Söz AKP hükümetine geldiğinde ise yaratılan gündemin gerçekleri kesinlikle yansıtmadığını ve aslında korkulacak hiçbir şey olmadığını söylüyor.

> Sizce Türkiye medyasında yakın bir tekelleşme tehlikesi var mı?
> Var tabii ki. Tekel zaten var. Ama artacağını düşünüyorum. Şu an tekel durumunda olan grup Sabah ve ATV'yi de almak istiyor. Öyle olursa felaket olur.

> Bizi ne bekler o zaman?
> Türkiye'de şu durum çok tehlikeli: Bir, Doğan Grubu var. Bağımsız yayın grubu olarak ise bir tek Çukurova Grubu kaldı. Onun dışında da küçük gazeteler var ve onların yaşama şansı zaten yok. Biz bile zor yaşıyoruz. Çünkü tekel, yayınlardaki fazlalık değil reklam pastasından alınan büyük payla gerçekleşiyor. Doğan Grubu gücünden ve hak ettiğinden çok daha yüksek oranda reklam alıyor. Bu haksızlık. Bunun düzelmesi lazım.

> Bu böyle devam ederse neyi daha çok kaybederiz?
> Bu demokrasi için tehlike tabii ki. Düşüncenin patron ve adamları tarafından yönlendirilmesi kötü bir şey.

> Emin Çölaşan'ın Hürriyet' ten ayrılması konusunda ne düşünüyorsunuz?
> Emin Çölaşan sadece patronuyla değil, Türkiye halkının da bir bölümünü karşısına alarak bir kavga yaptı. Halkın diğer kısmını da kendi arkasına aldı. O zaman bazı şeyleri göze alacaktır.

Köse yazarları belli bir gruptan diğerine transfer olduktan sonra birden bire eski gruplarına karşı atağa geçip yanlar yazmaya başlıyorlar. Çalışırken yapmıyorlar bunu. Bu dürüst bir yaklaşım mı? Benim bugün bir köşe yazısı yazıp, Karamehmet'e hakaret dolu sözler sarf etmem mümkün mil? Böyle bir şey düşünülemez.
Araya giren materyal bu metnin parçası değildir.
// Copyright 2025 Crrow
//
// Licensed under the Apache License, Version 2.0 (the "License");
// you may not use this file except in compliance with the License.
// You may obtain a copy of the License at
//
//      http://www.apache.org/licenses/LICENSE-2.0
//
// Unless required by applicable law or agreed to in writing, software
// distributed under the License is distributed on an "AS IS" BASIS,
// WITHOUT WARRANTIES OR CONDITIONS OF ANY KIND, either express or implied.
// See the License for the specific language governing permissions and
// limitations under the License.

use std::path::PathBuf;

use clap::{Args, Parser, Subcommand};
use roost_app::AppConfig;
use roost_common_runtime::{RuntimeOptions, create_current_thread_runtime};
use roost_common_storage_queue::{FlushMode, QueueConfig, StorageKind};
use roost_common_telemetry::{LogFormat, LoggingOptions};
use roost_server::MemcacheServerConfig;
use snafu::{ResultExt, Whatever};

mod build_info;

#[derive(Debug, Parser)]
#[clap(
name = "roost",
about= "A memcache-protocol durable queue broker",
author = build_info::AUTHOR,
version = build_info::FULL_VERSION)]
struct Cli {
    #[command(subcommand)]
    commands: Commands,
}

#[derive(Debug, Subcommand)]
enum Commands {
    Server(ServerArgs),
    Version(VersionArgs),
}

#[derive(Debug, Clone, Args)]
#[command(long_about = r"

Print the version, commit and toolchain of this build.
Examples:

roost version

")]
struct VersionArgs {}

impl VersionArgs {
    fn run(&self) -> Result<(), Whatever> {
        print!("{}", build_info::version_report());
        Ok(())
    }
}

#[derive(Debug, Clone, Args)]
#[command(flatten_help = true)]
#[command(long_about = r"

Starts the roost broker.
Examples:

roost server -q /var/spool/roost
roost server --port 22133 --storage composite --sync

")]
struct ServerArgs {
    /// Interface to listen on
    #[arg(long, env = "ROOST_HOST", default_value = "127.0.0.1")]
    host: String,

    /// TCP port to listen on
    #[arg(long, env = "ROOST_PORT", default_value_t = roost_server::config::DEFAULT_PORT)]
    port: u16,

    /// Directory holding the queue journals
    #[arg(short = 'q', long, env = "ROOST_QUEUE_PATH", default_value = "/var/spool/roost")]
    queue_path: PathBuf,

    /// Idle seconds before a connection is closed, 0 to disable
    #[arg(short = 't', long, env = "ROOST_TIMEOUT", default_value_t = 60)]
    timeout: u64,

    /// Largest accepted item in bytes
    #[arg(long, env = "ROOST_MAX_ITEM_SIZE", default_value_t = roost_server::config::DEFAULT_MAX_ITEM_SIZE)]
    max_item_size: usize,

    /// Storage backend for every queue
    #[arg(long, env = "ROOST_STORAGE", default_value_t = StorageKind::Transactional)]
    storage: StorageKind,

    /// Journal size in bytes that triggers rotation once a queue drains
    #[arg(long, env = "ROOST_SOFT_LOG_MAX_SIZE", default_value_t = roost_common_storage_queue::config::DEFAULT_SOFT_LOG_MAX_SIZE)]
    soft_log_max_size: u64,

    /// Items kept in the journaled tier of a composite queue
    #[arg(long, env = "ROOST_PRIMARY_CAPACITY", default_value_t = roost_common_storage_queue::config::DEFAULT_PRIMARY_CAPACITY)]
    primary_capacity: u64,

    /// Items per overflow segment file of a composite queue
    #[arg(long, env = "ROOST_SEGMENT_MAX_ITEMS", default_value_t = roost_common_storage_queue::config::DEFAULT_SEGMENT_MAX_ITEMS)]
    segment_max_items: u64,

    /// fdatasync after every journal and segment write
    #[arg(long, env = "ROOST_SYNC")]
    sync: bool,

    /// Write rotated log files to this directory
    #[arg(short = 'L', long, env = "ROOST_LOG_DIR")]
    log_dir: Option<String>,

    /// Level filter, e.g. "info" or "roost_server=debug"
    #[arg(long, env = "ROOST_LOG_LEVEL")]
    log_level: Option<String>,

    /// Log output format
    #[arg(long, env = "ROOST_LOG_FORMAT", default_value_t = LogFormat::Text)]
    log_format: LogFormat,

    /// Runtime worker threads; 0 runs everything on one reactor thread
    #[arg(long, env = "ROOST_WORKER_THREADS", default_value_t = 0)]
    worker_threads: usize,
}

impl ServerArgs {
    fn app_config(&self) -> AppConfig {
        AppConfig::builder()
            .server(
                MemcacheServerConfig::builder()
                    .bind_address(format!("{}:{}", self.host, self.port))
                    .idle_timeout_secs(self.timeout)
                    .max_item_size(self.max_item_size)
                    .build(),
            )
            .storage(QueueConfig {
                base_path: self.queue_path.clone(),
                storage_kind: self.storage,
                soft_log_max_size: self.soft_log_max_size,
                segment_max_items: self.segment_max_items,
                primary_capacity: self.primary_capacity,
                flush_mode: if self.sync { FlushMode::Sync } else { FlushMode::Os },
            })
            .logging(LoggingOptions {
                dir: self.log_dir.clone().unwrap_or_default(),
                level: self.log_level.clone(),
                log_format: self.log_format,
                ..Default::default()
            })
            .build()
    }

    fn run(&self) -> Result<(), Whatever> {
        let runtime = if self.worker_threads == 0 {
            create_current_thread_runtime("roost-reactor")
        } else {
            RuntimeOptions::builder()
                .worker_threads(self.worker_threads)
                .build()
                .create()
        }
        .whatever_context("Failed to build runtime")?;

        let app = self.app_config().open();
        runtime.block_on(app.run())
    }
}

fn main() -> Result<(), Whatever> {
    human_panic::setup_panic!();

    let cli = Cli::parse();
    match cli.commands {
        Commands::Server(args) => args.run(),
        Commands::Version(args) => args.run(),
    }
}

#[cfg(test)]
mod tests {
    use clap::CommandFactory;

    use super::*;

    fn server_args(argv: &[&str]) -> ServerArgs {
        let cli = Cli::try_parse_from(std::iter::once("roost").chain(argv.iter().copied())).unwrap();
        match cli.commands {
            Commands::Server(args) => args,
            Commands::Version(_) => panic!("expected server subcommand"),
        }
    }

    #[test]
    fn test_cli_definition_is_valid() { Cli::command().debug_assert(); }

    #[test]
    fn test_server_defaults() {
        let config = server_args(&["server"]).app_config();
        assert_eq!(config.server.bind_address, "127.0.0.1:22122");
        assert_eq!(config.server.idle_timeout_secs, 60);
        assert_eq!(config.storage, QueueConfig::default());
        assert!(config.logging.dir.is_empty());
    }

    #[test]
    fn test_server_flags_map_to_config() {
        let args = server_args(&[
            "server",
            "--host",
            "0.0.0.0",
            "--port",
            "22133",
            "-q",
            "/tmp/spool",
            "-t",
            "0",
            "--max-item-size",
            "4096",
            "--storage",
            "composite",
            "--primary-capacity",
            "5",
            "--sync",
            "-L",
            "/tmp/logs",
            "--log-format",
            "json",
            "--worker-threads",
            "4",
        ]);
        assert_eq!(args.worker_threads, 4);

        let config = args.app_config();
        assert_eq!(config.server.bind_address, "0.0.0.0:22133");
        assert_eq!(config.server.idle_timeout_secs, 0);
        assert_eq!(config.server.max_item_size, 4096);
        assert_eq!(config.storage.base_path, PathBuf::from("/tmp/spool"));
        assert_eq!(config.storage.storage_kind, StorageKind::Composite);
        assert_eq!(config.storage.primary_capacity, 5);
        assert_eq!(config.storage.flush_mode, FlushMode::Sync);
        assert_eq!(config.logging.dir, "/tmp/logs");
        assert_eq!(config.logging.log_format, LogFormat::Json);
    }

    #[test]
    fn test_unknown_storage_kind_is_rejected() {
        let result = Cli::try_parse_from(["roost", "server", "--storage", "memory"]);
        assert!(result.is_err());
    }
}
> Fakat bu halkı kandırmak olmuyor mu biraz?
> Halk ilk önce kendi çalıştığı işyerinde kendi patronunu eleştirsin, sonra gelip bize ders versin. Bakalım hayat nasıl gidiyor? Burada neden sürekli gazeteciler eleştiriliyor anlamıyorum. Gazetecinin de kendine ait bir hayatı, ailesi, çocuğu, geleceğe dair korkuları var.

'Köşe yazarları patrona küfür eden yazılar yazdıysa yayımlatmam onları. Hayat böyle arkadaş, ne yapayım yani? Bu Hürriyette de böyledir. Zamanında ben de yazdım, yayımlanmadı'

> Büyük bir kitleye hitap etmek böyle bir sorumluluğu beraberinde getirmiyor mu?
> Yazıda bunu açıkça söylüyorsam veya diyorsam ki 'Benden yazılarımda şunları beklemeyin veya ben şu kısıtlar altında yazarım', o zaman bu dürüstlük olmuyor mu? Bazıları kalkıp kahramanlığa soyunuyor. 'Ben patron dinlemem, ben ilkelerimden taviz vermem' diyenler yalan söylüyor. Yapılan bir yanlış varsa bu yanlış yayında düzeltilmez. Telefon var. Açar söylersin.